In 1880 the Missionary Society of the Methodist Church of Canada sent its secretary-treasurer, the Reverend Alexander Sutherland*, to evaluate the need for further missionary work in the northwest. He concluded that the evangelical Christian churches had an obligation and a real opportunity to achieve a spiritual regeneration of society based in this region. He interested other prominent Methodists in his project, and together they formed the Saskatchewan Land and Homestead Company Limited (SLHC) in 1882, with John Jacob Withrow* as president and Moore – then a senior clerk with Scott and Walmsley, insurance brokers, in Toronto – as managing director. Sent to the northwest that summer, Moore returned with a fervent optimism for the region that lasted throughout his life.

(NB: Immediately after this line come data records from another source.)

//! Flat key/value persistence of assumption sets, as used by shareable links.

use crate::catalog::Field;
use crate::model::{Assumptions, RawInputs};

/// Shortest decimal text that parses back to `value`
fn format_value(value: f64) -> String {
    // Display for f64 is round-trip exact and never uses exponent notation
    let text = value.to_string();
    if text == "-0" { "0".to_string() } else { text }
}

/// One `(key, value)` pair per field in catalog order, skipping unavailable
/// values
#[must_use]
pub fn to_query_pairs(assumptions: &Assumptions) -> Vec<(String, String)> {
    Field::ALL
        .into_iter()
        .filter_map(|field| {
            let value = assumptions.get(field);
            value
                .is_finite()
                .then(|| (field.key().to_string(), format_value(value)))
        })
        .collect()
}

/// `key=value&key=value` form of [`to_query_pairs`]
#[must_use]
pub fn to_query_string(assumptions: &Assumptions) -> String {
    to_query_pairs(assumptions)
        .into_iter()
        .map(|(key, value)| format!("{key}={value}"))
        .collect::<Vec<_>>()
        .join("&")
}

/// Decode `%XX` escapes and `+` as space; malformed escapes are kept verbatim
fn percent_decode(text: &str) -> String {
    let bytes = text.as_bytes();
    let mut out = Vec::with_capacity(bytes.len());
    let mut i = 0;
    while i < bytes.len() {
        match bytes[i] {
            b'+' => out.push(b' '),
            b'%' if i + 2 < bytes.len() => {
                let escaped = std::str::from_utf8(&bytes[i + 1..i + 3])
                    .ok()
                    .and_then(|hex| u8::from_str_radix(hex, 16).ok());
                match escaped {
                    Some(byte) => {
                        out.push(byte);
                        i += 2;
                    }
                    None => out.push(b'%'),
                }
            }
            byte => out.push(byte),
        }
        i += 1;
    }
    String::from_utf8_lossy(&out).into_owned()
}

/// Raw inputs carried by a query string.
///
/// Accepts an optional leading `?`. Unknown keys and empty values are
/// ignored; returns `None` when no known field was present.
#[must_use]
pub fn parse_query_string(query: &str) -> Option<RawInputs> {
    let query = query.strip_prefix('?').unwrap_or(query);
    let raw: RawInputs = query
        .split('&')
        .filter_map(|pair| pair.split_once('='))
        .filter_map(|(key, value)| {
            let key = percent_decode(key);
            let value = percent_decode(value);
            (Field::from_key(&key).is_some() && !value.trim().is_empty()).then_some((key, value))
        })
        .collect();
    (!raw.is_empty()).then_some(raw)
}

/// Catalog default text for every field
#[must_use]
pub fn default_inputs() -> RawInputs {
    Field::ALL
        .into_iter()
        .map(|field| (field.key().to_string(), field.spec().default_value.to_string()))
        .collect()
}

/// Overlay `raw` on the catalog defaults. Keys that name no field are dropped.
#[must_use]
pub fn merge_with_defaults(raw: &RawInputs) -> RawInputs {
    let mut merged = default_inputs();
    for (key, value) in raw {
        if Field::from_key(key).is_some() {
            merged.insert(key.clone(), value.clone());
        }
    }
    merged
}

#[cfg(test)]
mod tests {
    use super::*;

    #[test]
    fn test_query_string_uses_catalog_order() {
        let query = to_query_string(&Assumptions::default());
        assert!(query.starts_with("sbiOrbitAltitudeKm=300&averageAccelerationG=15&"));
        assert!(query.ends_with("&launchLearningPercent=95"));
        assert_eq!(query.split('&').count(), Field::ALL.len());
    }

    #[test]
    fn test_pairs_skip_unavailable_values() {
        let a = Assumptions::default().with(Field::SalvoSize, f64::NAN);
        let pairs = to_query_pairs(&a);
        assert_eq!(pairs.len(), Field::ALL.len() - 1);
        assert!(pairs.iter().all(|(key, _)| key != "salvoSize"));
    }

    #[test]
    fn test_parse_query_string() {
        let raw = parse_query_string("?salvoSize=12&bogus=3&flyoutTimeSeconds=&maxDeltaVKmPerS=7.5")
            .unwrap();
        assert_eq!(raw.len(), 2);
        assert_eq!(raw.get("salvoSize").map(String::as_str), Some("12"));
        assert_eq!(raw.get("maxDeltaVKmPerS").map(String::as_str), Some("7.5"));
    }

    #[test]
    fn test_parse_query_string_decodes_escapes() {
        let raw = parse_query_string("payloadCapacityPerVehicleKg=45%2C000").unwrap();
        assert_eq!(
            raw.get("payloadCapacityPerVehicleKg").map(String::as_str),
            Some("45,000")
        );
    }

    #[test]
    fn test_parse_query_string_without_known_keys() {
        assert!(parse_query_string("").is_none());
        assert!(parse_query_string("?").is_none());
        assert!(parse_query_string("foo=1&bar=2").is_none());
        assert!(parse_query_string("salvoSize=").is_none());
    }

    #[test]
    fn test_merge_with_defaults() {
        let mut raw = RawInputs::default();
        raw.insert("salvoSize".into(), "4".into());
        raw.insert("unknown".into(), "1".into());
        let merged = merge_with_defaults(&raw);
        assert_eq!(merged.len(), Field::ALL.len());
        assert_eq!(merged.get("salvoSize").map(String::as_str), Some("4"));
        assert_eq!(merged.get("thrusterIspSeconds").map(String::as_str), Some("240"));
    }
}
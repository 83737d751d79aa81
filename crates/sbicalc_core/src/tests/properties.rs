//! Randomized property tests
//!
//! Valid assumption sets are drawn from a seeded generator so failures are
//! reproducible.

use rand::rngs::StdRng;
use rand::{Rng, SeedableRng};

use crate::analysis::{MetricId, SweepRequest, default_range, locate, sweep};
use crate::catalog::{Catalog, Field};
use crate::error::SweepError;
use crate::evaluate::evaluate;
use crate::model::{Assumptions, RawInputs};
use crate::normalize::normalize;
use crate::persist::to_query_pairs;

const CASES: usize = 200;

/// An assumption set that passes every validation rule
fn random_assumptions(rng: &mut StdRng) -> Assumptions {
    let orbit = rng.random_range(150.0..2000.0);
    let delta_v = rng.random_range(0.5..15.0);
    Assumptions {
        sbi_orbit_altitude_km: orbit,
        average_acceleration_g: rng.random_range(1.0..30.0),
        max_delta_v_km_per_s: delta_v,
        divert_velocity_km_per_s: rng.random_range(0.0..=delta_v),
        thruster_isp_seconds: rng.random_range(150.0..500.0),
        kill_vehicle_dry_mass_kg: rng.random_range(1.0..100.0),
        interceptor_body_dry_mass_kg: rng.random_range(1.0..100.0),
        support_module_dry_mass_kg: rng.random_range(1.0..100.0),
        sbi_life_expectancy_years: rng.random_range(1..=20) as f64,
        kill_probability_percent: rng.random_range(1.0..99.0),
        composite_kill_probability_percent: rng.random_range(1.0..99.9),
        salvo_size: rng.random_range(1..=20) as f64,
        intercept_altitude_km: rng.random_range(50.0..=orbit),
        max_latitude_coverage_deg: rng.random_range(0.0..=90.0),
        flyout_time_seconds: rng.random_range(10.0..1800.0),
        non_recurring_dev_cost_million: rng.random_range(0.0..20_000.0),
        first_unit_interceptor_cost_million: rng.random_range(1.0..200.0),
        interceptor_learning_percent: rng.random_range(70.0..=100.0),
        operating_support_cost_per_year_million: rng.random_range(0.0..1000.0),
        cost_estimate_period_years: rng.random_range(1..=50) as f64,
        payload_capacity_per_vehicle_kg: rng.random_range(15_000.0..300_000.0),
        first_unit_launch_cost_million: rng.random_range(1.0..300.0),
        launch_learning_percent: rng.random_range(70.0..=100.0),
    }
}

#[test]
fn test_evaluate_is_total() {
    let mut rng = StdRng::seed_from_u64(7);
    for _ in 0..CASES {
        let a = random_assumptions(&mut rng);
        let report = evaluate(&a);
        for (key, value) in report.quantities() {
            assert!(
                value.is_finite() || value.is_nan(),
                "{key} = {value} for {a:?}"
            );
        }
    }
}

#[test]
fn test_evaluate_is_deterministic() {
    let mut rng = StdRng::seed_from_u64(11);
    for _ in 0..CASES {
        let a = random_assumptions(&mut rng);
        let first = evaluate(&a);
        let second = evaluate(&a);
        for ((key, x), (_, y)) in first.quantities().into_iter().zip(second.quantities()) {
            assert_eq!(x.to_bits(), y.to_bits(), "{key} differs between runs");
        }
        assert_eq!(first.flyout_range_message, second.flyout_range_message);
    }
}

#[test]
fn test_shots_monotonic_in_composite_pk() {
    let mut rng = StdRng::seed_from_u64(13);
    for _ in 0..25 {
        let a = random_assumptions(&mut rng);
        let mut previous = 0.0;
        for tenth in 10..999 {
            let desired = f64::from(tenth) / 10.0;
            let report = evaluate(&a.with(Field::CompositeKillProbabilityPercent, desired));
            assert!(
                report.interceptors_per_threat >= previous,
                "shots fell at {desired}% with Pk {}",
                a.kill_probability_percent
            );
            previous = report.interceptors_per_threat;
        }
    }
}

#[test]
fn test_query_pairs_round_trip_through_normalize() {
    let mut rng = StdRng::seed_from_u64(17);
    for _ in 0..CASES {
        let a = random_assumptions(&mut rng);
        let raw: RawInputs = to_query_pairs(&a).into_iter().collect();
        let normalized = normalize(&raw);
        assert!(normalized.is_valid(), "{}", normalized.errors);
        for field in Field::ALL {
            let tolerance = 0.5 * 10f64.powi(-(field.spec().decimals() as i32)) + 1e-9;
            let (before, after) = (a.get(field), normalized.assumptions.get(field));
            assert!(
                (before - after).abs() <= tolerance,
                "{}: {before} became {after}",
                field.key()
            );
        }
    }
}

#[test]
fn test_sweeps_are_ordered_and_locatable() {
    let catalog = Catalog::standard();
    let mut rng = StdRng::seed_from_u64(19);
    for _ in 0..40 {
        let baseline = random_assumptions(&mut rng);
        let field = Field::ALL[rng.random_range(0..Field::ALL.len())];
        let metric = MetricId::ALL[rng.random_range(0..MetricId::ALL.len())];
        let (start, end) = default_range(field.spec(), Some(&baseline));
        let request = SweepRequest::new(field.key(), metric, start.to_string(), end.to_string());

        match sweep(&catalog, Some(&baseline), &request) {
            Ok(result) => {
                assert!(result.points.windows(2).all(|w| w[0].x < w[1].x));
                for (i, point) in result.points.iter().enumerate() {
                    assert!(point.y.is_finite());
                    assert_eq!(locate(&result.points, point.x), Some(i));
                }
            }
            Err(SweepError::NoValidPoints) => {}
            Err(other) => panic!("{} over {start}..{end}: {other}", field.key()),
        }
    }
}
use tracing_subscriber::{EnvFilter, fmt, layer::SubscriberExt, util::SubscriberInitExt};

/// Initialize logging to stderr.
///
/// Stdout carries command results only, so diagnostics never mix with
/// exported or piped data. The level can be controlled via the `level`
/// parameter or the `RUST_LOG` environment variable.
pub fn init_logging(level: &str) -> color_eyre::Result<()> {
    let default_filter = format!("sbicalc={level},sbicalc_core=warn");
    let env_filter =
        EnvFilter::try_from_default_env().unwrap_or_else(|_| EnvFilter::new(&default_filter));

    tracing_subscriber::registry()
        .with(env_filter)
        .with(
            fmt::layer()
                .with_writer(std::io::stderr)
                .with_ansi(false)
                .with_target(true)
                .with_thread_ids(false),
        )
        .try_init()?;

    tracing::debug!(level, "Logging initialized");
    Ok(())
}
//! Argument definitions.

use std::path::PathBuf;

use clap::{Parser, Subcommand};
use sbicalc_core::MetricId;

#[derive(Parser, Debug)]
#[command(name = "sbicalc")]
#[command(about = "Space-based interceptor constellation sizing and cost calculator")]
pub struct Args {
    /// Log level (debug, info, warn, error)
    #[arg(short, long, default_value = "info", global = true)]
    pub log_level: String,

    /// YAML scenario file mapping field keys to values
    #[arg(short, long, global = true)]
    pub scenario: Option<PathBuf>,

    /// Shared-link query string, e.g. `salvoSize=2&flyoutTimeSeconds=90`
    #[arg(short, long, global = true)]
    pub query: Option<String>,

    /// Override one field; may be repeated
    #[arg(long = "set", value_name = "KEY=VALUE", value_parser = parse_assignment, global = true)]
    pub sets: Vec<(String, String)>,

    #[command(subcommand)]
    pub command: Command,
}

#[derive(Subcommand, Debug)]
pub enum Command {
    /// Evaluate the scenario and print the report
    Run {
        /// Print the report as JSON
        #[arg(long)]
        json: bool,
    },
    /// Sweep one input across a range and chart a metric against it
    Sweep(SweepArgs),
    /// List the assumption fields with their defaults and bounds
    Fields,
    /// Print the normalized assumptions as a shareable query string
    Link,
    /// Write the normalized assumptions to a YAML scenario file
    Save {
        /// Destination file
        path: PathBuf,
    },
}

#[derive(clap::Args, Debug, Clone)]
pub struct SweepArgs {
    /// Field key for the horizontal axis
    #[arg(long, default_value = "maxDeltaVKmPerS")]
    pub field: String,

    /// Metric key for the vertical axis
    #[arg(long, default_value = "interceptorMassKg")]
    pub metric: MetricId,

    /// Range start (defaults to a window around the scenario value)
    #[arg(long)]
    pub start: Option<String>,

    /// Range end (defaults to a window around the scenario value)
    #[arg(long)]
    pub end: Option<String>,

    /// Report the sample nearest this input value
    #[arg(long)]
    pub probe: Option<f64>,

    /// Write the samples to a `.csv` or `.json` file, or into a directory
    /// under a dated default name
    #[arg(long)]
    pub export: Option<PathBuf>,

    /// Maximum number of steps across the range
    #[arg(long)]
    pub max_steps: Option<i64>,

    /// Maximum number of generated points
    #[arg(long)]
    pub max_points: Option<i64>,

    /// Print the sweep result as JSON
    #[arg(long)]
    pub json: bool,
}

/// Parse a `key=value` override
pub fn parse_assignment(s: &str) -> Result<(String, String), String> {
    let (key, value) = s
        .split_once('=')
        .ok_or_else(|| format!("expected KEY=VALUE, got `{s}`"))?;
    let key = key.trim();
    if key.is_empty() {
        return Err(format!("missing field key in `{s}`"));
    }
    Ok((key.to_string(), value.to_string()))
}

#[cfg(test)]
mod tests {
    use super::*;

    #[test]
    fn test_parse_assignment() {
        assert_eq!(
            parse_assignment("salvoSize=2"),
            Ok(("salvoSize".to_string(), "2".to_string()))
        );
        assert_eq!(
            parse_assignment(" payloadCapacityPerVehicleKg =45,000"),
            Ok(("payloadCapacityPerVehicleKg".to_string(), "45,000".to_string()))
        );
        assert!(parse_assignment("salvoSize").is_err());
        assert!(parse_assignment("=2").is_err());
    }

    #[test]
    fn test_sweep_defaults() {
        let args = Args::try_parse_from(["sbicalc", "sweep"]).unwrap();
        let Command::Sweep(sweep) = args.command else {
            panic!("expected sweep");
        };
        assert_eq!(sweep.field, "maxDeltaVKmPerS");
        assert_eq!(sweep.metric, MetricId::InterceptorMassKg);
        assert!(sweep.start.is_none() && sweep.end.is_none());
    }

    #[test]
    fn test_global_overrides_after_subcommand() {
        let args = Args::try_parse_from([
            "sbicalc",
            "run",
            "--set",
            "salvoSize=2",
            "--set",
            "flyoutTimeSeconds=90",
            "--json",
        ])
        .unwrap();
        assert_eq!(args.sets.len(), 2);
        assert!(matches!(args.command, Command::Run { json: true }));
        assert_eq!(args.log_level, "info");
    }

    #[test]
    fn test_rejects_unknown_metric() {
        assert!(Args::try_parse_from(["sbicalc", "sweep", "--metric", "warpFactor"]).is_err());
    }
}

The company secured three big grants of land: at Crescent Lake (Sask.), at the “elbow” of the North Saskatchewan River, and along the Red Deer River (Alta). Moore led the first group of colonists to Crescent Lake by special train on 27 March 1883. In 1884 he was in England, lecturing on Canada and recruiting settlers; that same year he published in Toronto The settlers’ guide to homesteads in the Canadian north-west, a panegyric on the company’s locations. Within a year, however, the North-West rebellion had effectively ended immigration in the near term. Land sales did not improve in the 19th century, and the directors appear to have redeemed much of their shareholdings for land. Although Moore continued to work at development, the trickle of business convinced him that he needed some other means of support. The housing boom of the 1880s in Toronto provided the opportunity. In 1890 Moore and a group formed the Toronto Belt Land Corporation Limited to market the city’s new suburbs: Moore Park, Forest Hill, Fairbank, and Fairbank Junction. Demand was grossly overestimated, however, and the corporation was bankrupt before the Toronto Belt Line Railway, which provided access to the suburbs and of which Moore was vice-president, was completed in 1892.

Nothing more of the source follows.